Daniel Robinson and Holly Dale Spencer are the interminably engaged Nathan and Adelaide and if there is one (tiny) niggle, it is the inconsistency of their New York accents. Spencer pronounces person as “poysson” perfectly, whereas Robinson’s American twang is just a bit too mild and preppy. But ‘tis a minor flaw – because the chemistry between the pair, along with their solo energies too, is just non-stop pleasure, delivered with pinpoint timing. The “blossom time” scene, as Adelaide inadvertently interrupts the hoodlums assembling for their floating crap game is, in 10 seconds of exquisite drama, perhaps the finest example of musical theatre comedy to be found today.

Nathan Detroit as a role doesn’t demand vocal perfection – but it does require presence and nuance in spades and Robinson’s diminutive features see him rise to the challenge magnificently. Holly Dale Spencer however is a vocal powerhouse of raucous, raunchy excellence, Her Hot Box routines emphasising that venue’s sleazy burlesque in a way that few other productions have dared to portray so honestly.

As Sarah, Harriet Jones brings a soprano strength to the role that has rarely if ever been heard. In I'll Know, her first duet with Sky, she takes the roof (OK, the canvas awning) off of Kilworth House leaving this reviewer stunned in his seat. Jones sings with a power and perfection that makes spines tingle. Opposite her, Simon Thomas’ Sky Masterson is another delight. Authoritative, persistent and yet vulnerable, Thomas’ chiselled looks and majestic voice define this ultimate gambler. And as for the chemistry ( yeah,  chemistry, again) betwixt him and Jones, its flawless!

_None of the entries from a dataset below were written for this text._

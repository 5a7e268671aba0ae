//! classreg - run Lua scripts against the class registry

use std::path::PathBuf;

use anyhow::{anyhow, bail, Context, Result};
use clap::Parser;
use classreg::lua::Sandbox;
use classreg::{ClassRegistry, Config};
use tracing::info;
use tracing_subscriber::{layer::SubscriberExt, util::SubscriberInitExt};

/// Define classes from Lua scripts and inspect the resulting registry
#[derive(Parser, Debug)]
#[command(name = "classreg", version, about)]
struct Args {
    /// TOML configuration file
    #[arg(short, long)]
    config: Option<PathBuf>,

    /// Print the class hierarchy after running the scripts
    #[arg(long)]
    list: bool,

    /// Print class descriptions as JSON after running the scripts
    #[arg(long, conflicts_with = "list")]
    json: bool,

    /// Lua scripts to run, in order, in one shared state
    #[arg(required = true)]
    scripts: Vec<PathBuf>,
}

fn main() -> Result<()> {
    let args = Args::parse();
    let config = Config::load(args.config.as_deref()).context("Failed to load configuration")?;

    tracing_subscriber::registry()
        .with(
            tracing_subscriber::EnvFilter::try_from_default_env()
                .unwrap_or_else(|_| config.log_filter.clone().into()),
        )
        .with(tracing_subscriber::fmt::layer())
        .init();

    let registry = ClassRegistry::global();
    let mut sandbox = Sandbox::new(config.sandbox.clone(), registry.clone())
        .map_err(|e| anyhow!("Failed to create Lua sandbox: {e}"))?;

    for script in &args.scripts {
        if !script.exists() {
            bail!("Script not found: {}", script.display());
        }
        let source = std::fs::read_to_string(script)
            .with_context(|| format!("Failed to read {}", script.display()))?;
        sandbox
            .execute_named(&script.display().to_string(), &source)
            .map_err(|e| anyhow!("Script {} failed: {e}", script.display()))?;
        info!(script = %script.display(), classes = registry.len(), "script finished");
    }

    if args.json {
        println!("{}", serde_json::to_string_pretty(&registry.describe_all())?);
    } else if args.list {
        print!("{}", registry.render_tree());
    }

    Ok(())
}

The supporting guys and dolls are equally entertaining. Adam Venus’ Benny Southstreet is a neat turn, while the crackingly corpulent Daniel Stockton makes fine, full work of Sit Down, You’re Rockin’ the Boat, stopping the show wonderfully in act two and arguably, well worthy of a mid-show encore too . Martin Neely’s Brannigan breathes life into the tiniest of roles, while Graham Hoadly’s Arvide Abernathy is a masterclass in avuncularity. Hoadly’s take on More I Cannot Wish You, again, another tiny song in the show, is similarly perhaps the best ever. A nod too for Will Kenning’s Big Jule who manages a marvellous mix of menace and mirth and for NeilMacDonald's 12 piece band, tucked away in their off-stage marquee, who make fine work of the timeless score.

It is also the inspired little touches that make this such a standout production. In what could be a nod to Follies, Winston has his mink-laden Hot Box Girls enter down staircases for their second act opener; Chris Whybrow’s sound design doesn’t just subtly overlay New York traffic sounds but in the romantic Cuban moments, listen carefully to waves lapping on the shore; and as Sarah and Adelaide rue the men in their lives with Marry the Man Today, we see the typically sober sergeant pull a bottle of Bacardi from her handbag. Genius!

Only on at Kilworth House for two more weeks – this is a truly fabulous fable.